WHAT TO WORK ON:
Return each line of the entries that holds the string "ExtractedPoi".

Collected data entries
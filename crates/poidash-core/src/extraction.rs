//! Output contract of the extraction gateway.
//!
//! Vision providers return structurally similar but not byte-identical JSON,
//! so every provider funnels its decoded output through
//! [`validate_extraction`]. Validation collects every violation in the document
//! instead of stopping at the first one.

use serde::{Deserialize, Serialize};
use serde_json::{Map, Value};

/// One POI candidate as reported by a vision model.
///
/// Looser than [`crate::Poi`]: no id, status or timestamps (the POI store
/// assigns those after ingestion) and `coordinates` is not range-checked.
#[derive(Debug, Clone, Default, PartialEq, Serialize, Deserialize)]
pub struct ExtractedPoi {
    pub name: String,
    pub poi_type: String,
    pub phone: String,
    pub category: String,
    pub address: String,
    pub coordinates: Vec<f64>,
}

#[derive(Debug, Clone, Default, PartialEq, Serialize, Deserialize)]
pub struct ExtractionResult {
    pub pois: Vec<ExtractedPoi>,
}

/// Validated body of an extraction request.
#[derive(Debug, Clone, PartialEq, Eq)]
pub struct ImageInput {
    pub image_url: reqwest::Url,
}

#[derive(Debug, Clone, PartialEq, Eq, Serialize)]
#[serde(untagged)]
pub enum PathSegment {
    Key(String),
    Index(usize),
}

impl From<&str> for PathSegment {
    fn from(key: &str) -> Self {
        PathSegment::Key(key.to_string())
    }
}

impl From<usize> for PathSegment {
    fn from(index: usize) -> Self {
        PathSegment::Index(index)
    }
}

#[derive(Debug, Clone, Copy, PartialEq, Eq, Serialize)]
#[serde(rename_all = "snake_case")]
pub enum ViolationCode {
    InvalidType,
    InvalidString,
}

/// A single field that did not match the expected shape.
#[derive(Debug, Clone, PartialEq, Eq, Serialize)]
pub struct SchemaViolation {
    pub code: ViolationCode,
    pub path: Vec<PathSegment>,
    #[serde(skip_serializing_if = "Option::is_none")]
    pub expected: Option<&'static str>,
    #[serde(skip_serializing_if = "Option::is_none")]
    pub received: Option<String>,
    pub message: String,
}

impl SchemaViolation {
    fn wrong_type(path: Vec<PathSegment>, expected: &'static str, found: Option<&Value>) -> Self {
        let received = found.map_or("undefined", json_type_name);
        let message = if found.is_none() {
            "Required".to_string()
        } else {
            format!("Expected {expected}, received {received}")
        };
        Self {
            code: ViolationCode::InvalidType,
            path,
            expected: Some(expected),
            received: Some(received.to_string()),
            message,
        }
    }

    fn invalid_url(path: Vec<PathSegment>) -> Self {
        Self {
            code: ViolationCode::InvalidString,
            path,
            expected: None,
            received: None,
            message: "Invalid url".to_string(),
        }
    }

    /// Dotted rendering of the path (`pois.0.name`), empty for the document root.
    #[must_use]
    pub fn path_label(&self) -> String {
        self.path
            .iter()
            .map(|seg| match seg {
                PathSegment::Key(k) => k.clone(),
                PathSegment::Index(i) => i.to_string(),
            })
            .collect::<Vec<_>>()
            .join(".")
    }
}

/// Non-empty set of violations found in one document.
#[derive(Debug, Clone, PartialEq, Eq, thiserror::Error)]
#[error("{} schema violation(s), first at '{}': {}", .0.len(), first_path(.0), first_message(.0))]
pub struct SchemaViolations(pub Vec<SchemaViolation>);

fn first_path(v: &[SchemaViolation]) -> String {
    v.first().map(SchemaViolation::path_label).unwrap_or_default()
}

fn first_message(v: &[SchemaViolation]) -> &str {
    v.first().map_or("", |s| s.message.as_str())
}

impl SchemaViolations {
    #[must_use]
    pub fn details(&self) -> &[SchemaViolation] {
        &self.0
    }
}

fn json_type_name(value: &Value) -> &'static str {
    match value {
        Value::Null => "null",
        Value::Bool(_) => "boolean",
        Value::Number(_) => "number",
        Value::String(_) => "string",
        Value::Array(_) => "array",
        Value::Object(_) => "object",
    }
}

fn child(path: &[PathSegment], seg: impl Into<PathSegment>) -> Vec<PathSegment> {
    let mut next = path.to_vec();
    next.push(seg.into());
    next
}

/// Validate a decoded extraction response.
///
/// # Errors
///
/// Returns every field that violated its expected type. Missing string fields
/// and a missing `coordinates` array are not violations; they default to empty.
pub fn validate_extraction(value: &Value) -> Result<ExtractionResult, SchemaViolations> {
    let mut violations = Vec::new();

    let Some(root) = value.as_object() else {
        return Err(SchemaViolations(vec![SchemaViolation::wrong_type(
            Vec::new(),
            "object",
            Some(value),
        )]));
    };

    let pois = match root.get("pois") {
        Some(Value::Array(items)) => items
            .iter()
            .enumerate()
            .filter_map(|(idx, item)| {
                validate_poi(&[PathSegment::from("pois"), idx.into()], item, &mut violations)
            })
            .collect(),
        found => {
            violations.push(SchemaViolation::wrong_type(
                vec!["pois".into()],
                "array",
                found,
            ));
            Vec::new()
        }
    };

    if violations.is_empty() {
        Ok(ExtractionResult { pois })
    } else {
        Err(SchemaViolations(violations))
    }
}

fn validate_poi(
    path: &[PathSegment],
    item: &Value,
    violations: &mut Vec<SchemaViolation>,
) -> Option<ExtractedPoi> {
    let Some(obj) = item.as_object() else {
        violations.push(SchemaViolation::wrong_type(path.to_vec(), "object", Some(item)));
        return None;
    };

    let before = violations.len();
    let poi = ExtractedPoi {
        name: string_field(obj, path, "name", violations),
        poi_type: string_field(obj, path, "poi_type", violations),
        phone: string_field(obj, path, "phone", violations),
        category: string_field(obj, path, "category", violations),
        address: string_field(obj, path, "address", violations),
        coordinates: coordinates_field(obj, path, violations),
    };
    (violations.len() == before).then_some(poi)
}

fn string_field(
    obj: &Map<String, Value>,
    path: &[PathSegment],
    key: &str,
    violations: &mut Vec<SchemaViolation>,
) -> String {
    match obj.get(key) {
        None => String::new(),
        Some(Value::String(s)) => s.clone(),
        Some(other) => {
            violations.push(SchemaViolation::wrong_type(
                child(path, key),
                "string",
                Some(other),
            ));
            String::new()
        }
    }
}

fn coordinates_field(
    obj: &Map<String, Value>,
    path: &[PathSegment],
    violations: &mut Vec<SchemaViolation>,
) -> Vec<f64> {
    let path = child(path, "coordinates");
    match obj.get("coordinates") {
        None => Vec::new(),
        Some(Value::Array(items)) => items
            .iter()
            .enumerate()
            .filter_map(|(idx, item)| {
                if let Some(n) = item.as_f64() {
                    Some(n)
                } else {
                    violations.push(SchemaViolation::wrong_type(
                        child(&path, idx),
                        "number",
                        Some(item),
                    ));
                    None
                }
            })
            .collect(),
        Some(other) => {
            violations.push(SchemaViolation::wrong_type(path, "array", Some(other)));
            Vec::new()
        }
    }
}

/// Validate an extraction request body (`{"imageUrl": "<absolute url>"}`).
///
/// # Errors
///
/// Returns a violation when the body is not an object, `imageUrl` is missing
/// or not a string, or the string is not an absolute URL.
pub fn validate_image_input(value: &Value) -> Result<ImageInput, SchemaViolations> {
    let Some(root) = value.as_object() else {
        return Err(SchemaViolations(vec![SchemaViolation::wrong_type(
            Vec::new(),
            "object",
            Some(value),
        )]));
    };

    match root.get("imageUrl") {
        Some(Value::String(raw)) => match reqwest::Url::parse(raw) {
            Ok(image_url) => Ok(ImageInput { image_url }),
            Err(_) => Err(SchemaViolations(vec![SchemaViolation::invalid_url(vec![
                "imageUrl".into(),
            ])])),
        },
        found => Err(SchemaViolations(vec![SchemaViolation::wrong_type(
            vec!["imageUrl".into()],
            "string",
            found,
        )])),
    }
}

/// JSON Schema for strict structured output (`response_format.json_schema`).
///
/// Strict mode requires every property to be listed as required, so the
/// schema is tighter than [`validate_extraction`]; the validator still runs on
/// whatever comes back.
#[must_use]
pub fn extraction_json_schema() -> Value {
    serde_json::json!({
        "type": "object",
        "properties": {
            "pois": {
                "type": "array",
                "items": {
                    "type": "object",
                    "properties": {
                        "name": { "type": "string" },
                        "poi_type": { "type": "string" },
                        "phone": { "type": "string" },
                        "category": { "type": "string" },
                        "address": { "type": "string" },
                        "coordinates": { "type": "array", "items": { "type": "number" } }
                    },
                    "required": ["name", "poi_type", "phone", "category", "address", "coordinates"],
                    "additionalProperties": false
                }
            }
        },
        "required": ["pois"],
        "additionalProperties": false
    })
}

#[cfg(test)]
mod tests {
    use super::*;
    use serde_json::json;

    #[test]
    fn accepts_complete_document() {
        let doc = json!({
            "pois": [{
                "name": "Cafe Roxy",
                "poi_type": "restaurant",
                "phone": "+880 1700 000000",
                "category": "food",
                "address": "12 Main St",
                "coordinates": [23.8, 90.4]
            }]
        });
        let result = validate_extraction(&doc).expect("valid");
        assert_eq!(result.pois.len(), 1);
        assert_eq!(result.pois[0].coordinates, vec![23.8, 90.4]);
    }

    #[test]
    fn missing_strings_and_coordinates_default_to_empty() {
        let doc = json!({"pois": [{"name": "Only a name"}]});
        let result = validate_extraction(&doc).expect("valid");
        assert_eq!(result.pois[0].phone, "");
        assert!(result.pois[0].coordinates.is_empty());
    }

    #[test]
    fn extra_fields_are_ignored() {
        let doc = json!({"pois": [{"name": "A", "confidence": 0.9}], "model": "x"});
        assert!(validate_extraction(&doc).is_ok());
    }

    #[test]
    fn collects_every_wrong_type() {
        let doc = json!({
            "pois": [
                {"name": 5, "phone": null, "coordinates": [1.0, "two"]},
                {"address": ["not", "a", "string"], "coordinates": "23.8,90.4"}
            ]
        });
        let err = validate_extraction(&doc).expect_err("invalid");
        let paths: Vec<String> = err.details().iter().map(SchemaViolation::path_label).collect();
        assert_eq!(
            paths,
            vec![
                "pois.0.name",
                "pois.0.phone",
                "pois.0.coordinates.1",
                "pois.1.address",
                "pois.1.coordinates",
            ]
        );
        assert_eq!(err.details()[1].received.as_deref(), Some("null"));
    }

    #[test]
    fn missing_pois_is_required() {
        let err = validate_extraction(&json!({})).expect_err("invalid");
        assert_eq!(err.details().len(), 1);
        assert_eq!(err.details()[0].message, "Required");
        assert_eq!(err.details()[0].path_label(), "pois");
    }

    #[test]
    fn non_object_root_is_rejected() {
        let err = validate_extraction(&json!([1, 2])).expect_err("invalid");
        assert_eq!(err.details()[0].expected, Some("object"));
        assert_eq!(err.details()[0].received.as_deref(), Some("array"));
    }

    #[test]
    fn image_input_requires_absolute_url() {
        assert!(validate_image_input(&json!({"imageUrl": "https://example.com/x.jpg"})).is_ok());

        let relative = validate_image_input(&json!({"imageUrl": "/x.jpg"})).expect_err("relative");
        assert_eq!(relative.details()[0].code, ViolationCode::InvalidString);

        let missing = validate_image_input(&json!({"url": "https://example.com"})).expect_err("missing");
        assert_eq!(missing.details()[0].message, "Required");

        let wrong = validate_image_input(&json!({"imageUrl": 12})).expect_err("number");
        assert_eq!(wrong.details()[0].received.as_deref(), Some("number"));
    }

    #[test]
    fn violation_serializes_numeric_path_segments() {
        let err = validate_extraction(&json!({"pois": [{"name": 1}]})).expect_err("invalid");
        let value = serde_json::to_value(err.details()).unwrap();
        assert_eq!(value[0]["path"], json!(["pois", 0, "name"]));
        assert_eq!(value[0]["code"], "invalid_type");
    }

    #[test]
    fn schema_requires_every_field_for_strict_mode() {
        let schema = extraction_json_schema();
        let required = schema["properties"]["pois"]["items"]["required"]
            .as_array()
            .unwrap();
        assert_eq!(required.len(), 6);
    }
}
==
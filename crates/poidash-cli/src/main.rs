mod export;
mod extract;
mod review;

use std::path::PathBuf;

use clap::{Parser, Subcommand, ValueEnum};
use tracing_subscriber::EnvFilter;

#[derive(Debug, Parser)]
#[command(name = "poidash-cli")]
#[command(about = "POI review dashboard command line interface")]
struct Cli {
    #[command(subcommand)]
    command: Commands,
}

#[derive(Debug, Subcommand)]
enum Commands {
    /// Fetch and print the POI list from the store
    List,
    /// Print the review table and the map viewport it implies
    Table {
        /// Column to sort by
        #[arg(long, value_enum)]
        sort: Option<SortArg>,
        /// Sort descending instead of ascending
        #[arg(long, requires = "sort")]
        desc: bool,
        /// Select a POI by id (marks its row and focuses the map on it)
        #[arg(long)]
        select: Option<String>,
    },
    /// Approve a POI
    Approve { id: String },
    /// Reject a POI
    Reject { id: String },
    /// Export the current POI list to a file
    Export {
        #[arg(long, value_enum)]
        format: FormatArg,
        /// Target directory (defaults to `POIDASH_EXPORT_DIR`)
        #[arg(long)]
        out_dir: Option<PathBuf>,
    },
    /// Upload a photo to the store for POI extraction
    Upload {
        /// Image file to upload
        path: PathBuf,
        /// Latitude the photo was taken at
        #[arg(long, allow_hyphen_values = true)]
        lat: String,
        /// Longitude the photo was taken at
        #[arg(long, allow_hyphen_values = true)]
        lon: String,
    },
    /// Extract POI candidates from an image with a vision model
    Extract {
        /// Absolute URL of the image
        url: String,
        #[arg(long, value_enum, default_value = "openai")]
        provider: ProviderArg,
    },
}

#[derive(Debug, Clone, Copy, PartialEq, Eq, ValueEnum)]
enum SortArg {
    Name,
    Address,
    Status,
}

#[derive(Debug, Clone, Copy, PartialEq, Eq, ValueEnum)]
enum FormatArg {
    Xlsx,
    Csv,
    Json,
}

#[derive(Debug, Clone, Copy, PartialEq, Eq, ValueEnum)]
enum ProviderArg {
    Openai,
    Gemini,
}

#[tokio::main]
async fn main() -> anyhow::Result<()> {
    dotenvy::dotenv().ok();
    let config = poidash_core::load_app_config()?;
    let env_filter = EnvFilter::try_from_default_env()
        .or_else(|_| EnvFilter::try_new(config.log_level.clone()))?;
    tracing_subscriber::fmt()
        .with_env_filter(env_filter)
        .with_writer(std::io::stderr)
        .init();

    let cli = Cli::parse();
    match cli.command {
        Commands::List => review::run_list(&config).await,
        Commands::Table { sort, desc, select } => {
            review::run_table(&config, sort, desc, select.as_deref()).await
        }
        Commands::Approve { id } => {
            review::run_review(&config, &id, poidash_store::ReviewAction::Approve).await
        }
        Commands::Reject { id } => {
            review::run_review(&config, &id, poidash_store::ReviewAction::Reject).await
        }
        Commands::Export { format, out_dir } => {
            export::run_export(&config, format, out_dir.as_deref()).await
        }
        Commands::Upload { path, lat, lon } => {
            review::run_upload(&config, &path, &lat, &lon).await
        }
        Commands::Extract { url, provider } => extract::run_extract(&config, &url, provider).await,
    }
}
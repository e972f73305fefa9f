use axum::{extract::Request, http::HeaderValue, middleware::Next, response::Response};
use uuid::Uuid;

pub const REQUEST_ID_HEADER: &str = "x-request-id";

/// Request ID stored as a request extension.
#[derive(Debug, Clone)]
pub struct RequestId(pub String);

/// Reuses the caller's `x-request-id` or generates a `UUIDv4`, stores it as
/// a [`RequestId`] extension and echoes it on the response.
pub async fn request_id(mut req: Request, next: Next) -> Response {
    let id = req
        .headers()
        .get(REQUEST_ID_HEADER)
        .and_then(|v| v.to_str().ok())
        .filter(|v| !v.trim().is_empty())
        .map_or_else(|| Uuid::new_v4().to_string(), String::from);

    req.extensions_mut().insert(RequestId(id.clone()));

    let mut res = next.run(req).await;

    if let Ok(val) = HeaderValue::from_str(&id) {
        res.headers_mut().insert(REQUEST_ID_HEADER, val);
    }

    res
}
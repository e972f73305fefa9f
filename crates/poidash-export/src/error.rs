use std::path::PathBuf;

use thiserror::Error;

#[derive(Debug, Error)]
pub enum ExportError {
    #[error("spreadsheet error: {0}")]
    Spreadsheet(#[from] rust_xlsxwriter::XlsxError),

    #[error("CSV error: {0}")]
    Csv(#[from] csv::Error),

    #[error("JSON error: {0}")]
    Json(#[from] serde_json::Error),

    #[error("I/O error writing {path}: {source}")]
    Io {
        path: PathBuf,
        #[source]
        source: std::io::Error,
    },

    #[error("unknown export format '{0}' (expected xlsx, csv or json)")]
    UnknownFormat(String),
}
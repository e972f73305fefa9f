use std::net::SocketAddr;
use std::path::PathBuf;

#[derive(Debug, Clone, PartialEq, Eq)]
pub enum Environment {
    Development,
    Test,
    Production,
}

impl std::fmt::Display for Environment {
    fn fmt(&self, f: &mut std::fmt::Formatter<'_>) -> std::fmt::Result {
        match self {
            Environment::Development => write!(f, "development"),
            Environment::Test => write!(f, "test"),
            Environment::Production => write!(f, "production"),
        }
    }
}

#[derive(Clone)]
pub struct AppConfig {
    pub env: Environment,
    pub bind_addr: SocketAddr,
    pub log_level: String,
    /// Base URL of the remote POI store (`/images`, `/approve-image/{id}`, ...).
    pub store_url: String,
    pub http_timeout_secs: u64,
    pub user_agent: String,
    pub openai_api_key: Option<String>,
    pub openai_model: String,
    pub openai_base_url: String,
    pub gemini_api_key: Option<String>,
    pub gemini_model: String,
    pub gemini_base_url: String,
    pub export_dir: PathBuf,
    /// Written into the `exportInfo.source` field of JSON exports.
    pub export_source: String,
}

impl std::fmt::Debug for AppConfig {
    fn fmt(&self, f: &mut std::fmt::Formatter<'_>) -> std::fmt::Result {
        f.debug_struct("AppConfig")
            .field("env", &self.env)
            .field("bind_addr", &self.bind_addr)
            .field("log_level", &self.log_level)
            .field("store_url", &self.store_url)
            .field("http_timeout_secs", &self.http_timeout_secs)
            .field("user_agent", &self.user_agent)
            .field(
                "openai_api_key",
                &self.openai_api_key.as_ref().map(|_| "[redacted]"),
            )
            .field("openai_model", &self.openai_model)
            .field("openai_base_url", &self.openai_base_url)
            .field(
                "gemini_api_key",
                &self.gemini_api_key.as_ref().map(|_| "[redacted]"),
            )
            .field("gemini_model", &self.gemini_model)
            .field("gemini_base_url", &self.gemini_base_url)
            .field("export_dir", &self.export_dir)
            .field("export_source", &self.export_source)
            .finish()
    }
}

ANSWER SECTION:
pub struct ExtractedPoi {
    pub pois: Vec<ExtractedPoi>,
) -> Option<ExtractedPoi> {
    let poi = ExtractedPoi {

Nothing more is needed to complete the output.